I will be runing trips this winter on those perfect weather days we get every once in a while in the winter!!!

The boat has been outfitted with electric reels for true deep drop fishing. Along with grouper fishing the shallower rocks and ledges with manual reels we will be targeting triggers, mingos, and white snapper all year long as well.Open water trolling for tunas while searching for the right rock in deep water often results in a box topper yellowfin or two and/or a handful of large blackfin. This type of winter fishingresulst in some really heavy boxes!!!

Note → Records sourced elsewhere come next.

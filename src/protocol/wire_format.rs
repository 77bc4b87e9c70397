//! Wire format encoding and decoding.
//!
//! Two frame shapes, bounded by ASCII markers:
//!
//! ```text
//! Request:   '<'  id  length  instruction  payload...  '>'
//! Response:  '?'  id  length               payload...  '!'
//! ```
//!
//! The length byte is read before the terminating marker, so frame
//! boundaries never depend on scanning for markers inside the payload:
//! the decoder consumes exactly `length` payload bytes and then requires
//! the matching end marker. Payload bytes may therefore take any value;
//! only instruction bytes are constrained to avoid marker values.
//!
//! All multi-byte integers carried in payloads are Big Endian (see
//! [`crate::codec`]); that byte order is part of the wire contract.

use bytes::Bytes;

use crate::error::{PinwireError, Result};

use super::Frame;

/// Start marker of a Request frame.
pub const REQUEST_START: u8 = b'<';

/// End marker of a Request frame.
pub const REQUEST_END: u8 = b'>';

/// Start marker of a Response frame.
pub const RESPONSE_START: u8 = b'?';

/// End marker of a Response frame.
pub const RESPONSE_END: u8 = b'!';

/// Bytes of framing overhead around a Request payload.
pub const REQUEST_OVERHEAD: usize = 5;

/// Bytes of framing overhead around a Response payload.
pub const RESPONSE_OVERHEAD: usize = 4;

/// Instruction bytes of the reference firmware contract.
pub mod instructions {
    /// Host asks the peer for an analog pin reading (2-byte reply).
    pub const ANALOG_READ: u8 = b'a';
    /// Host sets an analog (PWM) pin level (empty acknowledgement reply).
    pub const ANALOG_WRITE: u8 = b'b';
    /// Host asks the peer for a digital pin reading (4-byte reply).
    pub const DIGITAL_READ: u8 = b'c';
    /// Host sets a digital pin level (empty acknowledgement reply).
    pub const DIGITAL_WRITE: u8 = b'd';
    /// Host sends text for the peer to display (empty acknowledgement reply).
    pub const PRINT: u8 = b'p';
    /// Peer pushes a line of text for the host to log.
    pub const LOG: u8 = b'l';
    /// Peer invokes a registered host function; payload byte 0 selects it.
    pub const FUNCTION_CALL: u8 = b'f';
}

/// The two frame kinds exchanged on the wire.
#[derive(Debug, Clone, Copy, PartialEq, Eq)]
pub enum FrameKind {
    /// A call: host to peer, or peer-initiated inbound call to the host.
    Request,
    /// The reply correlated to an earlier Request by its id byte.
    Response,
}

impl FrameKind {
    /// The start marker byte for this kind.
    #[inline]
    pub fn start_marker(self) -> u8 {
        match self {
            FrameKind::Request => REQUEST_START,
            FrameKind::Response => RESPONSE_START,
        }
    }

    /// The end marker byte for this kind.
    #[inline]
    pub fn end_marker(self) -> u8 {
        match self {
            FrameKind::Request => REQUEST_END,
            FrameKind::Response => RESPONSE_END,
        }
    }

    /// Classify a byte as a start marker, if it is one.
    #[inline]
    pub fn from_start_marker(byte: u8) -> Option<FrameKind> {
        match byte {
            REQUEST_START => Some(FrameKind::Request),
            RESPONSE_START => Some(FrameKind::Response),
            _ => None,
        }
    }
}

/// Check whether a byte is one of the four frame markers.
#[inline]
pub fn is_marker(byte: u8) -> bool {
    matches!(byte, REQUEST_START | REQUEST_END | RESPONSE_START | RESPONSE_END)
}

/// Validate that an instruction byte can be carried on the wire.
///
/// Instruction bytes share the byte position right after the length field
/// and must never equal a marker value.
pub fn validate_instruction(instruction: u8) -> Result<()> {
    if is_marker(instruction) {
        return Err(PinwireError::ReservedInstruction(instruction));
    }
    Ok(())
}

/// Encode a Request frame.
///
/// # Errors
///
/// `PayloadTooLarge` if the payload exceeds `max_payload`, or
/// `ReservedInstruction` if the instruction byte collides with a marker.
pub fn encode_request(
    id: u8,
    instruction: u8,
    payload: &[u8],
    max_payload: usize,
) -> Result<Vec<u8>> {
    validate_instruction(instruction)?;
    check_payload_len(payload.len(), max_payload)?;

    let mut buf = Vec::with_capacity(REQUEST_OVERHEAD + payload.len());
    buf.push(REQUEST_START);
    buf.push(id);
    buf.push(payload.len() as u8);
    buf.push(instruction);
    buf.extend_from_slice(payload);
    buf.push(REQUEST_END);
    Ok(buf)
}

/// Encode a Response frame.
///
/// # Errors
///
/// `PayloadTooLarge` if the payload exceeds `max_payload`.
pub fn encode_response(id: u8, payload: &[u8], max_payload: usize) -> Result<Vec<u8>> {
    check_payload_len(payload.len(), max_payload)?;

    let mut buf = Vec::with_capacity(RESPONSE_OVERHEAD + payload.len());
    buf.push(RESPONSE_START);
    buf.push(id);
    buf.push(payload.len() as u8);
    buf.extend_from_slice(payload);
    buf.push(RESPONSE_END);
    Ok(buf)
}

/// Decode the bytes collected between a start marker and its end marker.
///
/// Byte 0 is the id, byte 1 the declared length; for Request frames byte 2
/// is the instruction and the remainder the payload, for Response frames
/// the remainder starting at byte 2 is the payload directly.
///
/// # Errors
///
/// `MalformedFrame` if the body is shorter than the fixed header or the
/// declared length does not match the received byte count, and
/// `RequestIdOutOfRange` if the id does not fit the pool.
pub fn decode_body(kind: FrameKind, body: &[u8], max_requests: u8) -> Result<Frame> {
    let header_len = match kind {
        FrameKind::Request => 3,
        FrameKind::Response => 2,
    };
    if body.len() < header_len {
        return Err(PinwireError::MalformedFrame("body shorter than frame header"));
    }

    let id = body[0];
    if id >= max_requests {
        return Err(PinwireError::RequestIdOutOfRange { id, max: max_requests });
    }

    let declared = body[1] as usize;
    let payload = &body[header_len..];
    if declared != payload.len() {
        return Err(PinwireError::MalformedFrame(
            "declared length does not match received bytes",
        ));
    }

    let instruction = match kind {
        FrameKind::Request => Some(body[2]),
        FrameKind::Response => None,
    };

    Ok(Frame {
        kind,
        id,
        instruction,
        payload: Bytes::copy_from_slice(payload),
    })
}

fn check_payload_len(len: usize, max_payload: usize) -> Result<()> {
    // The length field is a single byte; the configured maximum can only
    // tighten that bound.
    let max = max_payload.min(u8::MAX as usize);
    if len > max {
        return Err(PinwireError::PayloadTooLarge { len, max });
    }
    Ok(())
}
//! Request slot pool - bounded in-flight request ids.
//!
//! The pool is the only shared mutable state between the listener and the
//! calling tasks. Every slot transition happens under one pool-wide lock
//! with short critical sections; waiting for a response suspends only the
//! calling task (a oneshot channel with a deadline, never a poll loop).
//!
//! Each slot carries a generation counter, bumped on every release, so a
//! stale release can never free a reallocated slot. Responses that arrive
//! for an id whose caller already timed out are counted at release time
//! and discarded on arrival, so a reallocated slot never observes a
//! payload meant for its previous owner.

use std::sync::{Arc, Mutex, MutexGuard};
use std::time::Duration;

use bytes::Bytes;
use tokio::sync::{oneshot, Notify};
use tokio::time::timeout;

use crate::error::{PinwireError, Result};

/// Lifecycle of one pool entry.
enum SlotState {
    /// Available for allocation.
    Free,
    /// A caller is waiting; the sender delivers the response payload.
    Allocated { tx: oneshot::Sender<Bytes> },
    /// Response delivered, caller has not released the slot yet.
    Filled,
}

struct Slot {
    state: SlotState,
    /// Bumped on every release; allocation-scoped operations must match it.
    generation: u64,
    /// Responses still expected for callers that already released this id.
    stale_fills: u32,
}

struct Shared {
    slots: Mutex<Vec<Slot>>,
    /// Signalled whenever a slot returns to `Free`.
    freed: Notify,
}

impl Shared {
    fn lock(&self) -> MutexGuard<'_, Vec<Slot>> {
        self.slots.lock().expect("slot pool lock poisoned")
    }

    /// Return a slot to `Free` and bump its generation.
    ///
    /// `response_outstanding` records whether the releasing caller gave up
    /// before its response arrived; the next fill for this id is then
    /// presumed stale and discarded.
    fn release(&self, id: u8, generation: u64, response_outstanding: bool) {
        let mut slots = self.lock();
        let slot = &mut slots[id as usize];
        if slot.generation != generation {
            tracing::warn!(id, "release for a stale allocation ignored");
            return;
        }

        let prev = std::mem::replace(&mut slot.state, SlotState::Free);
        if response_outstanding && matches!(prev, SlotState::Allocated { .. }) {
            slot.stale_fills += 1;
        }
        slot.generation += 1;
        drop(slots);

        self.freed.notify_one();
    }
}

/// An allocated request id.
///
/// Holds the receiving end of the response channel. Dropping a ticket
/// without consuming it releases the slot and flags the response, if it
/// ever arrives, as stale.
pub(crate) struct Ticket {
    id: u8,
    generation: u64,
    rx: Option<oneshot::Receiver<Bytes>>,
    shared: Arc<Shared>,
}

impl Ticket {
    /// The request id carried on the wire.
    #[inline]
    pub fn id(&self) -> u8 {
        self.id
    }

    /// Release the slot for a call that was never sent.
    ///
    /// Unlike dropping the ticket, no response is expected, so the next
    /// fill for this id must not be discarded.
    pub fn cancel(mut self) {
        if self.rx.take().is_some() {
            self.shared.release(self.id, self.generation, false);
        }
    }
}

impl Drop for Ticket {
    fn drop(&mut self) {
        if self.rx.is_some() {
            self.shared.release(self.id, self.generation, true);
        }
    }
}

/// Fixed-size pool of request ids shared by the listener and all callers.
pub(crate) struct RequestPool {
    shared: Arc<Shared>,
    capacity: u8,
    response_timeout: Duration,
}

impl RequestPool {
    /// Create a pool with all slots `Free`.
    pub fn new(capacity: u8, response_timeout: Duration) -> Self {
        let slots = (0..capacity)
            .map(|_| Slot {
                state: SlotState::Free,
                generation: 0,
                stale_fills: 0,
            })
            .collect();

        Self {
            shared: Arc::new(Shared {
                slots: Mutex::new(slots),
                freed: Notify::new(),
            }),
            capacity,
            response_timeout,
        }
    }

    /// Reserve the lowest free id.
    ///
    /// # Errors
    ///
    /// `PoolExhausted` when every id is in flight.
    pub fn try_allocate(&self) -> Result<Ticket> {
        let mut slots = self.shared.lock();
        for (id, slot) in slots.iter_mut().enumerate() {
            if matches!(slot.state, SlotState::Free) {
                let (tx, rx) = oneshot::channel();
                slot.state = SlotState::Allocated { tx };
                return Ok(Ticket {
                    id: id as u8,
                    generation: slot.generation,
                    rx: Some(rx),
                    shared: Arc::clone(&self.shared),
                });
            }
        }
        Err(PinwireError::PoolExhausted(self.capacity))
    }

    /// Reserve an id, waiting for one to free up if the pool is exhausted.
    ///
    /// Exhaustion is backpressure: the call is never dropped, the caller
    /// is suspended until a slot is released.
    pub async fn allocate(&self) -> Ticket {
        let mut warned = false;
        loop {
            let freed = self.shared.freed.notified();
            match self.try_allocate() {
                Ok(ticket) => return ticket,
                Err(_) => {
                    if !warned {
                        tracing::warn!(
                            capacity = self.capacity,
                            "request pool exhausted; waiting for a free id"
                        );
                        warned = true;
                    }
                }
            }
            freed.await;
        }
    }

    /// Deliver a response payload into a slot. Listener only.
    ///
    /// Anomalies (free slot, duplicate, stale) are logged and discarded;
    /// nothing here ever reaches the application as an error.
    pub fn fill(&self, id: u8, payload: Bytes) {
        let mut slots = self.shared.lock();
        let Some(slot) = slots.get_mut(id as usize) else {
            tracing::warn!(id, "response for id outside the pool; dropping");
            return;
        };

        if slot.stale_fills > 0 {
            slot.stale_fills -= 1;
            tracing::debug!(id, "discarding response for an already released request");
            return;
        }

        match std::mem::replace(&mut slot.state, SlotState::Filled) {
            SlotState::Allocated { tx } => {
                if tx.send(payload).is_err() {
                    // Caller is mid-teardown; its release reclaims the slot.
                    tracing::debug!(id, "caller gone before response delivery");
                }
            }
            SlotState::Free => {
                slot.state = SlotState::Free;
                tracing::warn!(id, "unexpected response for a free id; dropping");
            }
            SlotState::Filled => {
                tracing::warn!(id, "duplicate response for id; dropping");
            }
        }
    }

    /// Wait for the slot to fill, then release it and return the payload.
    ///
    /// The slot is released on every path; a lost response costs the
    /// caller a `ResponseTimeout`, never a leaked id.
    pub async fn take(&self, mut ticket: Ticket) -> Result<Bytes> {
        let rx = ticket.rx.take().expect("ticket consumed twice");
        let (id, generation) = (ticket.id, ticket.generation);
        let shared = Arc::clone(&ticket.shared);
        // rx was taken out, so dropping the ticket releases nothing.
        drop(ticket);

        match timeout(self.response_timeout, rx).await {
            Ok(Ok(payload)) => {
                shared.release(id, generation, false);
                Ok(payload)
            }
            Ok(Err(_)) => {
                shared.release(id, generation, false);
                Err(PinwireError::ConnectionClosed)
            }
            Err(_) => {
                shared.release(id, generation, true);
                Err(PinwireError::ResponseTimeout(id))
            }
        }
    }
}

#[cfg(test)]
mod tests {
    use super::*;
    use std::time::Instant;

    fn pool(capacity: u8, timeout_ms: u64) -> RequestPool {
        RequestPool::new(capacity, Duration::from_millis(timeout_ms))
    }

    fn payload(bytes: &[u8]) -> Bytes {
        Bytes::copy_from_slice(bytes)
    }

    #[tokio::test]
    async fn fill_then_take_roundtrip() {
        let pool = pool(4, 100);

        let ticket = pool.try_allocate().unwrap();
        assert_eq!(ticket.id(), 0);

        pool.fill(0, payload(&[0x00, 0x2A]));
        let bytes = pool.take(ticket).await.unwrap();
        assert_eq!(&bytes[..], &[0x00, 0x2A]);

        // The id is free again.
        let again = pool.try_allocate().unwrap();
        assert_eq!(again.id(), 0);
    }

    #[tokio::test]
    async fn exhaustion_and_recovery() {
        let pool = pool(3, 100);

        let mut tickets: Vec<_> = (0..3).map(|_| pool.try_allocate().unwrap()).collect();
        assert!(matches!(
            pool.try_allocate(),
            Err(PinwireError::PoolExhausted(3))
        ));

        // Releasing one id permits exactly one more allocation.
        tickets.remove(0).cancel();
        let _extra = pool.try_allocate().unwrap();
        assert!(matches!(
            pool.try_allocate(),
            Err(PinwireError::PoolExhausted(3))
        ));
    }

    #[tokio::test]
    async fn take_times_out_and_frees_the_slot() {
        let pool = pool(2, 30);

        let ticket = pool.try_allocate().unwrap();
        let id = ticket.id();

        let start = Instant::now();
        let err = pool.take(ticket).await.unwrap_err();
        let elapsed = start.elapsed();

        assert!(matches!(err, PinwireError::ResponseTimeout(i) if i == id));
        assert!(elapsed >= Duration::from_millis(30));
        assert!(elapsed < Duration::from_millis(300), "timed out far too late");

        // The id is allocatable again immediately.
        assert_eq!(pool.try_allocate().unwrap().id(), id);
    }

    #[tokio::test]
    async fn stale_fill_is_not_observed_by_the_next_caller() {
        let pool = pool(1, 30);

        // First caller times out; its response is still in flight.
        let first = pool.try_allocate().unwrap();
        assert!(pool.take(first).await.is_err());

        // Same id, new caller.
        let second = pool.try_allocate().unwrap();
        assert_eq!(second.id(), 0);

        // The late response for the first caller lands now and is
        // discarded; only the genuine response reaches the second caller.
        pool.fill(0, payload(b"stale"));
        pool.fill(0, payload(b"fresh"));

        let bytes = pool.take(second).await.unwrap();
        assert_eq!(&bytes[..], b"fresh");
    }

    #[tokio::test]
    async fn cancelled_ticket_expects_no_stale_response() {
        let pool = pool(1, 50);

        // Allocation abandoned before anything was sent.
        pool.try_allocate().unwrap().cancel();

        let ticket = pool.try_allocate().unwrap();
        pool.fill(0, payload(b"real"));
        assert_eq!(&pool.take(ticket).await.unwrap()[..], b"real");
    }

    #[tokio::test]
    async fn out_of_order_fills_correlate_by_id() {
        let pool = pool(8, 100);

        let tickets: Vec<_> = (0..8).map(|_| pool.try_allocate().unwrap()).collect();
        let mut tickets: Vec<_> = tickets
            .into_iter()
            .filter(|t| t.id() == 3 || t.id() == 7)
            .collect();
        let t7 = tickets.pop().unwrap();
        let t3 = tickets.pop().unwrap();

        // Replies arrive 7 then 3.
        pool.fill(7, payload(b"seven"));
        pool.fill(3, payload(b"three"));

        assert_eq!(&pool.take(t3).await.unwrap()[..], b"three");
        assert_eq!(&pool.take(t7).await.unwrap()[..], b"seven");
    }

    #[tokio::test]
    async fn unexpected_and_duplicate_fills_are_harmless() {
        let pool = pool(2, 50);

        // Fill on a free slot: logged, dropped.
        pool.fill(1, payload(b"nobody asked"));

        let ticket = pool.try_allocate().unwrap();
        pool.fill(0, payload(b"first"));
        // Duplicate before the caller consumed: logged, dropped.
        pool.fill(0, payload(b"second"));

        assert_eq!(&pool.take(ticket).await.unwrap()[..], b"first");
    }

    #[tokio::test]
    async fn waiting_allocation_wakes_on_release() {
        let pool = Arc::new(RequestPool::new(1, Duration::from_millis(100)));

        let held = pool.try_allocate().unwrap();

        let waiter = {
            let pool = Arc::clone(&pool);
            tokio::spawn(async move { pool.allocate().await.id() })
        };

        tokio::time::sleep(Duration::from_millis(20)).await;
        assert!(!waiter.is_finished());

        held.cancel();
        let id = tokio::time::timeout(Duration::from_millis(200), waiter)
            .await
            .expect("allocation did not wake")
            .unwrap();
        assert_eq!(id, 0);
    }
}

Anyone interested in this type fishing should PM me as I will compile a list of folks to contact when those perfect weather days roll around.


----------



## kahala boy (Oct 1, 2007)

Sounds interesting...anymore info as far as how much, how long etc.? Also, how much notice will you be giving?


----------



## Lickety-Split (Oct 3, 2007)

8hr = $1000

10hr = $1200

for up to 6 people.

I'll give as much notice as I can and still be pretty accurate. Maybe 4-5 days. This coming saturday is lookin pretty good the last time I checked.


----------



## NoMoSurf (Oct 2, 2007)

If that $$$ is for the total party, put me on the list of contacts! If that is each, then it is WAY outta my reach... You know me, I'm game for whatever. ANY chance to wet a line!


----------



## Lickety-Split (Oct 3, 2007)

Thats for the whole boat up to 6 folks.


----------



## pm80 (Oct 7, 2007)

After thanksgiving I will start having some saturdays off again so you can add me to the list too then.


----------